We pray through the graces of this holy Mass, that we understand what the resurrection of Christ has done for us; making us living stones of a spiritual edifice, a holy people whom God has acquired to proclaim his wonderful deeds, and so help us to pass from darkness to his marvelous light. Happy Sunday!
DOCTRINE AND FAITH
Acts 6,1-7; Psalm 32 (33); 1 Peter 2,4-9; John 14,1-12; Year A, 5th Sunday of Easter, May 7, 2023)

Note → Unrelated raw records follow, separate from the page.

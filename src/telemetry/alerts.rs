//! Duration-based fault detection over the sample window.
//!
//! Each scan counts how many retained samples exhibit a fault condition
//! and treats `count x sample_interval` as the condition's accumulated
//! duration. Occurrences scattered through the window therefore count the
//! same as a contiguous run; this matches the deployed behaviour and is
//! kept deliberately (a contiguous-streak tracker would change alert
//! timing in the field).

use crate::config::MonitorConfig;

use super::history::History;
use super::sample::TelemetrySample;
use super::status::{AirflowStatus, AlertStatus, ComponentStatus};

/// Scan the window and return the highest-priority sustained fault.
///
/// Priority is fixed: a disconnected temperature sensor masks the
/// delta-T-derived alerts (its data would be meaningless), and a
/// no-airflow fan masks low delta-T. Infallible and idempotent; the scan
/// holds no state between calls.
pub fn scan<const N: usize>(
    history: &History<TelemetrySample, N>,
    config: &MonitorConfig,
) -> AlertStatus {
    let mut temp_disconnected_count = 0u32;
    let mut fan_no_airflow_count = 0u32;
    let mut low_delta_t_count = 0u32;

    for sample in history.iter() {
        if sample.temp_sensor_disconnected() {
            temp_disconnected_count += 1;
        }

        if sample.fan_status == ComponentStatus::On
            && sample.airflow_status == AirflowStatus::Na
        {
            fan_no_airflow_count += 1;
        }

        if sample.compressor_status == ComponentStatus::On
            && sample.delta_t < config.low_delta_t_threshold_c
        {
            low_delta_t_count += 1;
        }
    }

    let interval_s = config.sample_interval_ms as f32 / 1000.0;
    let duration_s = |count: u32| count as f32 * interval_s;

    if duration_s(temp_disconnected_count) >= config.temp_sensor_disconnected_duration_s as f32 {
        return AlertStatus::TempSensorDisconnected;
    }

    if duration_s(fan_no_airflow_count) >= config.no_airflow_duration_s as f32 {
        return AlertStatus::FanNoAirflow;
    }

    if duration_s(low_delta_t_count) >= config.low_delta_t_duration_s as f32 {
        return AlertStatus::LowDeltaT;
    }

    AlertStatus::None
}
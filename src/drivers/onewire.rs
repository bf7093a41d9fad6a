//! Bit-banged one-wire bus for the DS18B20 air probes.
//!
//! Timing follows the DS18B20 datasheet standard-speed figures. Bit slots
//! are generated with busy-wait microsecond delays; the tolerances are
//! loose enough that scheduler jitter at worst costs a CRC miss, which
//! reads as a disconnect for that one cycle and is absorbed by the
//! duration-based alerting.
//!
//! Only the two operations the monitor needs are implemented: a bus-wide
//! temperature conversion and an addressed scratchpad read.

// ── ROM / function commands ───────────────────────────────────

#[cfg(target_os = "espidf")]
const CMD_SKIP_ROM: u8 = 0xCC;
#[cfg(target_os = "espidf")]
const CMD_MATCH_ROM: u8 = 0x55;
#[cfg(target_os = "espidf")]
const CMD_CONVERT_T: u8 = 0x44;
#[cfg(target_os = "espidf")]
const CMD_READ_SCRATCHPAD: u8 = 0xBE;

/// Worst-case 12-bit conversion time per datasheet.
#[cfg(target_os = "espidf")]
const CONVERT_TIMEOUT_MS: u32 = 750;

/// Dallas CRC-8 (polynomial 0x8C, LSB-first) over `data`.
#[cfg_attr(not(target_os = "espidf"), allow(dead_code))]
pub(crate) fn crc8(data: &[u8]) -> u8 {
    let mut crc = 0u8;
    for &byte in data {
        let mut b = byte;
        for _ in 0..8 {
            let mix = (crc ^ b) & 0x01;
            crc >>= 1;
            if mix != 0 {
                crc ^= 0x8C;
            }
            b >>= 1;
        }
    }
    crc
}

// ── Bus primitives ────────────────────────────────────────────

#[cfg(target_os = "espidf")]
mod bus {
    use crate::pins::ONE_WIRE_GPIO;
    use esp_idf_svc::sys::{esp_rom_delay_us, gpio_get_level, gpio_set_level};

    fn drive_low() {
        unsafe {
            gpio_set_level(ONE_WIRE_GPIO, 0);
        }
    }

    fn release() {
        unsafe {
            gpio_set_level(ONE_WIRE_GPIO, 1);
        }
    }

    fn sample() -> bool {
        unsafe { gpio_get_level(ONE_WIRE_GPIO) != 0 }
    }

    fn delay_us(us: u32) {
        unsafe {
            esp_rom_delay_us(us);
        }
    }

    /// Reset pulse; returns true if at least one device answered with a
    /// presence pulse.
    pub fn reset() -> bool {
        drive_low();
        delay_us(480);
        release();
        delay_us(70);
        let present = !sample();
        delay_us(410);
        present
    }

    pub fn write_bit(bit: bool) {
        drive_low();
        if bit {
            delay_us(6);
            release();
            delay_us(64);
        } else {
            delay_us(60);
            release();
            delay_us(10);
        }
    }

    pub fn read_bit() -> bool {
        drive_low();
        delay_us(6);
        release();
        delay_us(9);
        let bit = sample();
        delay_us(55);
        bit
    }

    pub fn write_byte(byte: u8) {
        for i in 0..8 {
            write_bit((byte >> i) & 0x01 != 0);
        }
    }

    pub fn read_byte() -> u8 {
        let mut byte = 0u8;
        for i in 0..8 {
            if read_bit() {
                byte |= 1 << i;
            }
        }
        byte
    }
}

// ── Operations ────────────────────────────────────────────────

/// Trigger a temperature conversion on every probe and wait for
/// completion (the bus reads low while any device is converting).
#[cfg(target_os = "espidf")]
pub fn convert_all() {
    if !bus::reset() {
        // Nobody home; the addressed reads will report disconnect.
        return;
    }
    bus::write_byte(CMD_SKIP_ROM);
    bus::write_byte(CMD_CONVERT_T);

    for _ in 0..CONVERT_TIMEOUT_MS {
        unsafe {
            esp_idf_svc::sys::esp_rom_delay_us(1000);
        }
        if bus::read_bit() {
            return;
        }
    }
}

/// Read one probe's scratchpad and decode the temperature.
///
/// Returns `None` on a missing presence pulse or CRC mismatch; the caller
/// substitutes the disconnected sentinel.
#[cfg(target_os = "espidf")]
pub fn read_temp_c(rom: &[u8; 8]) -> Option<f32> {
    if !bus::reset() {
        return None;
    }
    bus::write_byte(CMD_MATCH_ROM);
    for &b in rom {
        bus::write_byte(b);
    }
    bus::write_byte(CMD_READ_SCRATCHPAD);

    let mut scratchpad = [0u8; 9];
    for slot in &mut scratchpad {
        *slot = bus::read_byte();
    }

    if crc8(&scratchpad[..8]) != scratchpad[8] {
        return None;
    }

    let raw = i16::from_le_bytes([scratchpad[0], scratchpad[1]]);
    Some(f32::from(raw) / 16.0)
}
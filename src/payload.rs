//! JSON payload builders for the publication and history surfaces.
//!
//! Key names are the wire contract shared with the dashboard and the MQTT
//! consumers; change them only together with those. Float NaN serialises
//! as JSON `null`, which consumers treat as "no reading".

use serde_json::{Value, json};

use crate::config::MonitorConfig;
use crate::telemetry::aggregate::AggregateSample;
use crate::telemetry::sample::TelemetrySample;

/// Latest-sample payload (`/api/data`, per-tick MQTT publish).
pub fn sample_payload(sample: &TelemetrySample, version: &str) -> Value {
    json!({
        "firmwareVersion": version,
        "returnTempC": sample.return_temp_c,
        "supplyTempC": sample.supply_temp_c,
        "deltaT": sample.delta_t,
        "fanAmps": sample.fan_amps,
        "compressorAmps": sample.compressor_amps,
        "geoPumpsAmps": sample.geo_pumps_amps,
        "fanStatus": sample.fan_status.as_str(),
        "compressorStatus": sample.compressor_status.as_str(),
        "geoPumpsStatus": sample.geo_pumps_status.as_str(),
        "airflowStatus": sample.airflow_status.as_str(),
        "alertStatus": sample.alert_status.as_str(),
    })
}

/// Window-summary payload (periodic MQTT publish).
pub fn aggregate_payload(agg: &AggregateSample, version: &str) -> Value {
    json!({
        "firmwareVersion": version,
        "timestamp": agg.timestamp_ms,
        "avgReturnTempC": agg.avg_return_temp_c,
        "avgSupplyTempC": agg.avg_supply_temp_c,
        "avgDeltaT": agg.avg_delta_t,
        "avgFanAmps": agg.avg_fan_amps,
        "avgCompressorAmps": agg.avg_compressor_amps,
        "avgGeoPumpsAmps": agg.avg_geo_pumps_amps,
        "lastFanStatus": agg.last_fan_status.as_str(),
        "lastCompressorStatus": agg.last_compressor_status.as_str(),
        "lastGeoPumpsStatus": agg.last_geo_pumps_status.as_str(),
    })
}

/// Oldest-first sample history (`/api/history`).
pub fn history_payload<'a>(samples: impl Iterator<Item = &'a TelemetrySample>) -> Value {
    let entries: Vec<Value> = samples
        .map(|s| {
            json!({
                "returnTempC": s.return_temp_c,
                "supplyTempC": s.supply_temp_c,
                "deltaT": s.delta_t,
                "fanAmps": s.fan_amps,
                "compressorAmps": s.compressor_amps,
                "geoPumpsAmps": s.geo_pumps_amps,
                "alertStatus": s.alert_status.as_str(),
            })
        })
        .collect();
    json!({ "history": entries })
}

/// Oldest-first aggregate history (`/api/aggregated_history`).
pub fn aggregate_history_payload<'a>(
    aggregates: impl Iterator<Item = &'a AggregateSample>,
) -> Value {
    let entries: Vec<Value> = aggregates
        .map(|a| {
            json!({
                "timestamp": a.timestamp_ms,
                "avgReturnTempC": a.avg_return_temp_c,
                "avgSupplyTempC": a.avg_supply_temp_c,
                "avgDeltaT": a.avg_delta_t,
                "avgFanAmps": a.avg_fan_amps,
                "avgCompressorAmps": a.avg_compressor_amps,
                "avgGeoPumpsAmps": a.avg_geo_pumps_amps,
            })
        })
        .collect();
    json!({ "history": entries })
}

/// Runtime-adjustable settings read-back (`/api/settings`).
pub fn settings_payload(config: &MonitorConfig) -> Value {
    json!({
        "lowDeltaTThresholdC": config.low_delta_t_threshold_c,
        "lowDeltaTDurationS": config.low_delta_t_duration_s,
        "noAirflowDurationS": config.no_airflow_duration_s,
        "tempSensorDisconnectedDurationS": config.temp_sensor_disconnected_duration_s,
    })
}
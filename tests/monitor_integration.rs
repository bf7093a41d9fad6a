//! Integration tests: MonitorService → telemetry core → sinks, via mock
//! ports only.

use std::cell::RefCell;

use hvacmon::app::commands::AppCommand;
use hvacmon::app::events::AppEvent;
use hvacmon::app::ports::{ConfigError, ConfigPort, EventSink, SensorPort};
use hvacmon::app::service::MonitorService;
use hvacmon::config::{MonitorConfig, SettingsPatch};
use hvacmon::telemetry::SAMPLE_HISTORY_LEN;
use hvacmon::telemetry::sample::{DISCONNECTED_TEMP_C, SensorReading};
use hvacmon::telemetry::status::{AlertStatus, ComponentStatus};

// ── Mock implementations ──────────────────────────────────────

/// Sensor port replaying a scripted sequence; repeats the last reading
/// once the script runs out.
struct ScriptedSensors {
    script: Vec<SensorReading>,
    cursor: usize,
}

impl ScriptedSensors {
    fn repeating(reading: SensorReading) -> Self {
        Self {
            script: vec![reading],
            cursor: 0,
        }
    }

    fn sequence(script: Vec<SensorReading>) -> Self {
        Self { script, cursor: 0 }
    }
}

impl SensorPort for ScriptedSensors {
    fn read_reading(&mut self) -> SensorReading {
        let reading = self.script[self.cursor.min(self.script.len() - 1)];
        self.cursor += 1;
        reading
    }
}

/// Sink collecting every emitted event.
struct CollectingSink {
    events: Vec<AppEvent>,
}

impl CollectingSink {
    fn new() -> Self {
        Self { events: Vec::new() }
    }

    fn aggregates(&self) -> usize {
        self.events
            .iter()
            .filter(|e| matches!(e, AppEvent::Aggregate(_)))
            .count()
    }

    fn raised(&self) -> Vec<AlertStatus> {
        self.events
            .iter()
            .filter_map(|e| match e {
                AppEvent::AlertRaised(a) => Some(*a),
                _ => None,
            })
            .collect()
    }
}

impl EventSink for CollectingSink {
    fn emit(&mut self, event: &AppEvent) {
        self.events.push(event.clone());
    }
}

/// In-memory config port counting saves.
struct MockConfigStore {
    saved: RefCell<Option<MonitorConfig>>,
    save_calls: RefCell<u32>,
}

impl MockConfigStore {
    fn new() -> Self {
        Self {
            saved: RefCell::new(None),
            save_calls: RefCell::new(0),
        }
    }
}

impl ConfigPort for MockConfigStore {
    fn load(&self) -> Result<MonitorConfig, ConfigError> {
        Ok(self
            .saved
            .borrow()
            .clone()
            .unwrap_or_else(MonitorConfig::default))
    }

    fn save(&self, config: &MonitorConfig) -> Result<(), ConfigError> {
        config
            .validate()
            .map_err(ConfigError::ValidationFailed)?;
        *self.saved.borrow_mut() = Some(config.clone());
        *self.save_calls.borrow_mut() += 1;
        Ok(())
    }

    fn reset(&self) -> Result<(), ConfigError> {
        *self.saved.borrow_mut() = None;
        Ok(())
    }
}

// ── Readings ──────────────────────────────────────────────────

fn normal_reading() -> SensorReading {
    SensorReading {
        return_temp_c: 24.0,
        supply_temp_c: 19.0,
        fan_amps: 1.2,
        compressor_amps: 6.0,
        geo_pumps_amps: 0.8,
    }
}

fn disconnected_reading() -> SensorReading {
    SensorReading {
        return_temp_c: DISCONNECTED_TEMP_C,
        ..normal_reading()
    }
}

// ── Orchestration ─────────────────────────────────────────────

#[test]
fn tick_emits_sample_with_alert_written_back() {
    let mut svc = MonitorService::new(MonitorConfig::default());
    let mut sensors = ScriptedSensors::repeating(normal_reading());
    let mut sink = CollectingSink::new();

    svc.tick(&mut sensors, &mut sink);

    let sample = match &sink.events[..] {
        [AppEvent::Sample(s)] => *s,
        other => panic!("expected exactly one Sample event, got {} events", other.len()),
    };
    assert_eq!(sample.alert_status, AlertStatus::None);
    assert_eq!(sample.fan_status, ComponentStatus::On);
    // The retained copy carries the verdict too.
    assert_eq!(
        svc.latest_sample().unwrap().alert_status,
        AlertStatus::None
    );
}

#[test]
fn history_wraps_after_capacity_plus_one_ticks() {
    let mut svc = MonitorService::new(MonitorConfig::default());
    let mut sink = CollectingSink::new();

    // First tick distinct, then uniform filler.
    let mut script = vec![SensorReading {
        return_temp_c: 99.0,
        ..normal_reading()
    }];
    script.resize(SAMPLE_HISTORY_LEN + 1, normal_reading());
    let mut sensors = ScriptedSensors::sequence(script);

    for _ in 0..SAMPLE_HISTORY_LEN + 1 {
        svc.tick(&mut sensors, &mut sink);
    }

    let temps: Vec<f32> = svc.samples().map(|s| s.return_temp_c).collect();
    assert_eq!(temps.len(), SAMPLE_HISTORY_LEN);
    // The marker sample was the oldest and got overwritten.
    assert!(temps.iter().all(|t| (*t - 24.0).abs() < 1e-6));
}

#[test]
fn aggregation_runs_once_per_full_window() {
    let mut svc = MonitorService::new(MonitorConfig::default());
    let mut sensors = ScriptedSensors::repeating(normal_reading());
    let mut sink = CollectingSink::new();

    for _ in 0..SAMPLE_HISTORY_LEN * 2 {
        svc.tick(&mut sensors, &mut sink);
    }

    assert_eq!(sink.aggregates(), 2);
    let agg = svc.latest_aggregate().unwrap();
    assert!((agg.avg_delta_t - 5.0).abs() < 1e-4);
    assert_eq!(agg.last_fan_status, ComponentStatus::On);
    // Timestamp is tick-derived uptime: 120 ticks x 5000 ms.
    assert_eq!(agg.timestamp_ms, 120 * 5000);
}

#[test]
fn aggregate_history_keeps_oldest_first_order() {
    let mut svc = MonitorService::new(MonitorConfig::default());
    let mut sensors = ScriptedSensors::repeating(normal_reading());
    let mut sink = CollectingSink::new();

    for _ in 0..SAMPLE_HISTORY_LEN * 3 {
        svc.tick(&mut sensors, &mut sink);
    }

    let stamps: Vec<u32> = svc.aggregates().map(|a| a.timestamp_ms).collect();
    assert_eq!(stamps, vec![300_000, 600_000, 900_000]);
}

// ── Alerts through the full cycle ─────────────────────────────

#[test]
fn sustained_disconnect_raises_then_clears() {
    // 30 s threshold at 5 s cadence: 6 disconnected samples trip it.
    let mut svc = MonitorService::new(MonitorConfig::default());
    let mut sink = CollectingSink::new();
    let mut sensors = ScriptedSensors::repeating(disconnected_reading());

    for _ in 0..6 {
        svc.tick(&mut sensors, &mut sink);
    }
    assert_eq!(svc.active_alert(), AlertStatus::TempSensorDisconnected);
    assert_eq!(sink.raised(), vec![AlertStatus::TempSensorDisconnected]);
    assert_eq!(
        svc.latest_sample().unwrap().alert_status,
        AlertStatus::TempSensorDisconnected
    );

    // Probe comes back; the stale occurrences age out of the window as
    // it refills, and the alert clears once below the duration floor.
    let mut sensors = ScriptedSensors::repeating(normal_reading());
    for _ in 0..SAMPLE_HISTORY_LEN {
        svc.tick(&mut sensors, &mut sink);
    }
    assert_eq!(svc.active_alert(), AlertStatus::None);
    assert!(
        sink.events
            .iter()
            .any(|e| matches!(e, AppEvent::AlertCleared))
    );
}

#[test]
fn single_transient_fault_never_alerts() {
    let mut svc = MonitorService::new(MonitorConfig::default());
    let mut sink = CollectingSink::new();

    let mut script = vec![normal_reading(); SAMPLE_HISTORY_LEN];
    script[10] = disconnected_reading();
    let mut sensors = ScriptedSensors::sequence(script);

    for _ in 0..SAMPLE_HISTORY_LEN {
        svc.tick(&mut sensors, &mut sink);
    }
    assert_eq!(svc.active_alert(), AlertStatus::None);
    assert!(sink.raised().is_empty());
}

#[test]
fn disconnect_outranks_simultaneous_low_delta_t() {
    // Compressor on, delta-T forced to zero by the dead probe, and the
    // probe itself disconnected: both conditions accumulate together.
    let mut config = MonitorConfig::default();
    config.low_delta_t_duration_s = 30;
    config.temp_sensor_disconnected_duration_s = 30;

    let mut svc = MonitorService::new(config);
    let mut sink = CollectingSink::new();
    let mut sensors = ScriptedSensors::repeating(disconnected_reading());

    for _ in 0..10 {
        svc.tick(&mut sensors, &mut sink);
    }
    assert_eq!(svc.active_alert(), AlertStatus::TempSensorDisconnected);
    assert_eq!(sink.raised(), vec![AlertStatus::TempSensorDisconnected]);
}

#[test]
fn raise_is_edge_triggered_not_repeated() {
    let mut svc = MonitorService::new(MonitorConfig::default());
    let mut sink = CollectingSink::new();
    let mut sensors = ScriptedSensors::repeating(disconnected_reading());

    for _ in 0..20 {
        svc.tick(&mut sensors, &mut sink);
    }
    // One raise despite 14 further alerting ticks.
    assert_eq!(sink.raised().len(), 1);
}

// ── Commands and persistence ──────────────────────────────────

#[test]
fn settings_patch_applies_and_auto_saves() {
    let mut svc = MonitorService::new(MonitorConfig::default());
    let store = MockConfigStore::new();
    let mut sensors = ScriptedSensors::repeating(normal_reading());
    let mut sink = CollectingSink::new();

    let patch = SettingsPatch {
        no_airflow_duration_s: Some(120),
        ..SettingsPatch::default()
    };
    svc.handle_command(AppCommand::ApplySettings(patch), &store)
        .unwrap();
    assert!(svc.is_config_dirty());
    assert_eq!(svc.current_config().no_airflow_duration_s, 120);

    // Debounce: nothing saved immediately.
    assert!(!svc.auto_save_if_needed(&store));

    // One tick (5 s) later the debounce window has elapsed.
    svc.tick(&mut sensors, &mut sink);
    assert!(svc.auto_save_if_needed(&store));
    assert!(!svc.is_config_dirty());
    assert_eq!(store.load().unwrap().no_airflow_duration_s, 120);
    assert_eq!(*store.save_calls.borrow(), 1);
}

#[test]
fn invalid_patch_is_rejected_whole() {
    let mut svc = MonitorService::new(MonitorConfig::default());
    let store = MockConfigStore::new();

    let patch = SettingsPatch {
        low_delta_t_threshold_c: Some(5.0),
        temp_sensor_disconnected_duration_s: Some(9999),
        ..SettingsPatch::default()
    };
    let err = svc
        .handle_command(AppCommand::ApplySettings(patch), &store)
        .unwrap_err();
    assert!(matches!(err, ConfigError::ValidationFailed(_)));
    // The valid field must not have leaked through.
    assert!((svc.current_config().low_delta_t_threshold_c - 2.0).abs() < 1e-6);
    assert!(!svc.is_config_dirty());
}

#[test]
fn factory_reset_restores_defaults() {
    let mut svc = MonitorService::new(MonitorConfig::default());
    let store = MockConfigStore::new();

    let patch = SettingsPatch {
        low_delta_t_duration_s: Some(600),
        ..SettingsPatch::default()
    };
    svc.handle_command(AppCommand::ApplySettings(patch), &store)
        .unwrap();
    svc.handle_command(AppCommand::SaveConfig, &store).unwrap();
    assert_eq!(store.load().unwrap().low_delta_t_duration_s, 600);

    svc.handle_command(AppCommand::FactoryReset, &store).unwrap();
    assert_eq!(
        svc.current_config().low_delta_t_duration_s,
        MonitorConfig::default().low_delta_t_duration_s
    );
    assert_eq!(
        store.load().unwrap().low_delta_t_duration_s,
        MonitorConfig::default().low_delta_t_duration_s
    );
}

// ── History payloads over the query surface ───────────────────

#[test]
fn history_payload_reflects_service_state() {
    let mut svc = MonitorService::new(MonitorConfig::default());
    let mut sensors = ScriptedSensors::repeating(normal_reading());
    let mut sink = CollectingSink::new();

    for _ in 0..5 {
        svc.tick(&mut sensors, &mut sink);
    }

    let v = hvacmon::payload::history_payload(svc.samples());
    assert_eq!(v["history"].as_array().unwrap().len(), 5);

    let latest = svc.latest_sample().unwrap();
    let v = hvacmon::payload::sample_payload(latest, "test");
    assert_eq!(v["alertStatus"], "NONE");
}
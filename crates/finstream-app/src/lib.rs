//! FinStream market data sync engine.
//!
//! Wires the state store, the connection manager and telemetry into one
//! event loop:
//! - Configuration from TOML
//! - Engine events applied in arrival order
//! - Periodic performance log

pub mod app;
pub mod config;
pub mod error;

pub use app::{Application, MetricsSync};
pub use config::{AppConfig, AuthConfig, StatsConfig};
pub use error::{AppError, AppResult};
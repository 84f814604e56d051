//! Prometheus metrics for FinStream.
//!
//! Covers:
//! - Connection state and reconnects
//! - Tick intake (accepted, rejected, parse errors)
//! - Notifications by severity
//! - Store size and throughput
//!
//! # Panics
//!
//! Metric registration uses `unwrap()`. A failure means duplicate metric
//! names, which is a startup bug, and only happens during static
//! initialization.

use crate::error::{TelemetryError, TelemetryResult};
use once_cell::sync::Lazy;
use prometheus::{
    register_counter_vec, register_gauge, register_gauge_vec, register_int_counter,
    register_int_gauge, CounterVec, Encoder, Gauge, GaugeVec, IntCounter, IntGauge, TextEncoder,
};

/// Connection states exported on `finstream_connection_state`.
pub const CONNECTION_STATES: [&str; 5] = [
    "disconnected",
    "connecting",
    "connected",
    "reconnecting",
    "error",
];

/// Connection established (1) or not (0).
pub static WS_CONNECTED: Lazy<Gauge> = Lazy::new(|| {
    register_gauge!(
        "finstream_ws_connected",
        "WebSocket connection state (1=connected)"
    )
    .unwrap()
});

/// Connection state machine current state.
/// Labels: state (disconnected/connecting/connected/reconnecting/error)
pub static CONNECTION_STATE: Lazy<GaugeVec> = Lazy::new(|| {
    register_gauge_vec!(
        "finstream_connection_state",
        "Connection state machine current state (1=active, 0=inactive)",
        &["state"]
    )
    .unwrap()
});

/// Scheduled reconnects.
/// Labels: reason (backoff/manual)
pub static RECONNECT_TOTAL: Lazy<CounterVec> = Lazy::new(|| {
    register_counter_vec!(
        "finstream_reconnect_total",
        "Total reconnects scheduled",
        &["reason"]
    )
    .unwrap()
});

pub static TICKS_ACCEPTED_TOTAL: Lazy<IntCounter> = Lazy::new(|| {
    register_int_counter!(
        "finstream_ticks_accepted_total",
        "Price ticks that passed validation"
    )
    .unwrap()
});

pub static TICKS_REJECTED_TOTAL: Lazy<IntCounter> = Lazy::new(|| {
    register_int_counter!(
        "finstream_ticks_rejected_total",
        "Price ticks dropped by validation"
    )
    .unwrap()
});

pub static PARSE_ERRORS_TOTAL: Lazy<IntCounter> = Lazy::new(|| {
    register_int_counter!(
        "finstream_parse_errors_total",
        "Frames that could not be decoded"
    )
    .unwrap()
});

/// Labels: severity (info/warning/error/success)
pub static NOTIFICATIONS_TOTAL: Lazy<CounterVec> = Lazy::new(|| {
    register_counter_vec!(
        "finstream_notifications_total",
        "System notifications received",
        &["severity"]
    )
    .unwrap()
});

pub static SYMBOLS_TRACKED: Lazy<IntGauge> = Lazy::new(|| {
    register_int_gauge!(
        "finstream_symbols_tracked",
        "Symbols with a current price record"
    )
    .unwrap()
});

pub static UPDATES_PER_SECOND: Lazy<Gauge> = Lazy::new(|| {
    register_gauge!(
        "finstream_updates_per_second",
        "Accepted ticks per second over the throughput window"
    )
    .unwrap()
});

/// Metrics facade.
pub struct Metrics;

impl Metrics {
    pub fn ws_connected() {
        WS_CONNECTED.set(1.0);
    }

    pub fn ws_disconnected() {
        WS_CONNECTED.set(0.0);
    }

    /// Set the active connection state to 1 and all others to 0.
    pub fn connection_state_set(state: &str) {
        for s in &CONNECTION_STATES {
            CONNECTION_STATE.with_label_values(&[s]).set(0.0);
        }
        CONNECTION_STATE.with_label_values(&[state]).set(1.0);
    }

    pub fn reconnects_scheduled(reason: &str, n: u64) {
        RECONNECT_TOTAL.with_label_values(&[reason]).inc_by(n as f64);
    }

    pub fn ticks_accepted(n: u64) {
        TICKS_ACCEPTED_TOTAL.inc_by(n);
    }

    pub fn ticks_rejected(n: u64) {
        TICKS_REJECTED_TOTAL.inc_by(n);
    }

    pub fn parse_errors(n: u64) {
        PARSE_ERRORS_TOTAL.inc_by(n);
    }

    pub fn notification_received(severity: &str) {
        NOTIFICATIONS_TOTAL.with_label_values(&[severity]).inc();
    }

    pub fn symbols_tracked(count: usize) {
        SYMBOLS_TRACKED.set(count as i64);
    }

    pub fn updates_per_second(rate: f64) {
        UPDATES_PER_SECOND.set(rate);
    }

    /// Render the default registry in the Prometheus text format.
    pub fn render() -> TelemetryResult<String> {
        let mut buffer = Vec::new();
        TextEncoder::new()
            .encode(&prometheus::gather(), &mut buffer)
            .map_err(|e| TelemetryError::Metrics(e.to_string()))?;
        String::from_utf8(buffer).map_err(|e| TelemetryError::Metrics(e.to_string()))
    }
}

We have been called by God to pass from darkness to his marvelous light. Peter reminds us of this in his First Letter, stating also that this call makes us living stones of a spiritual edifice, a holy people whom God has acquired to proclaim his wonderful deeds (1 Peter 2,9). The faith that Jesus asks us to have, to overcome every disturbance and fear, has this quality, and it does not concern only him, his identity, and the Father who reveals himself in him but also tells us whom we must become, in obedience to his word and docility to the Spirit.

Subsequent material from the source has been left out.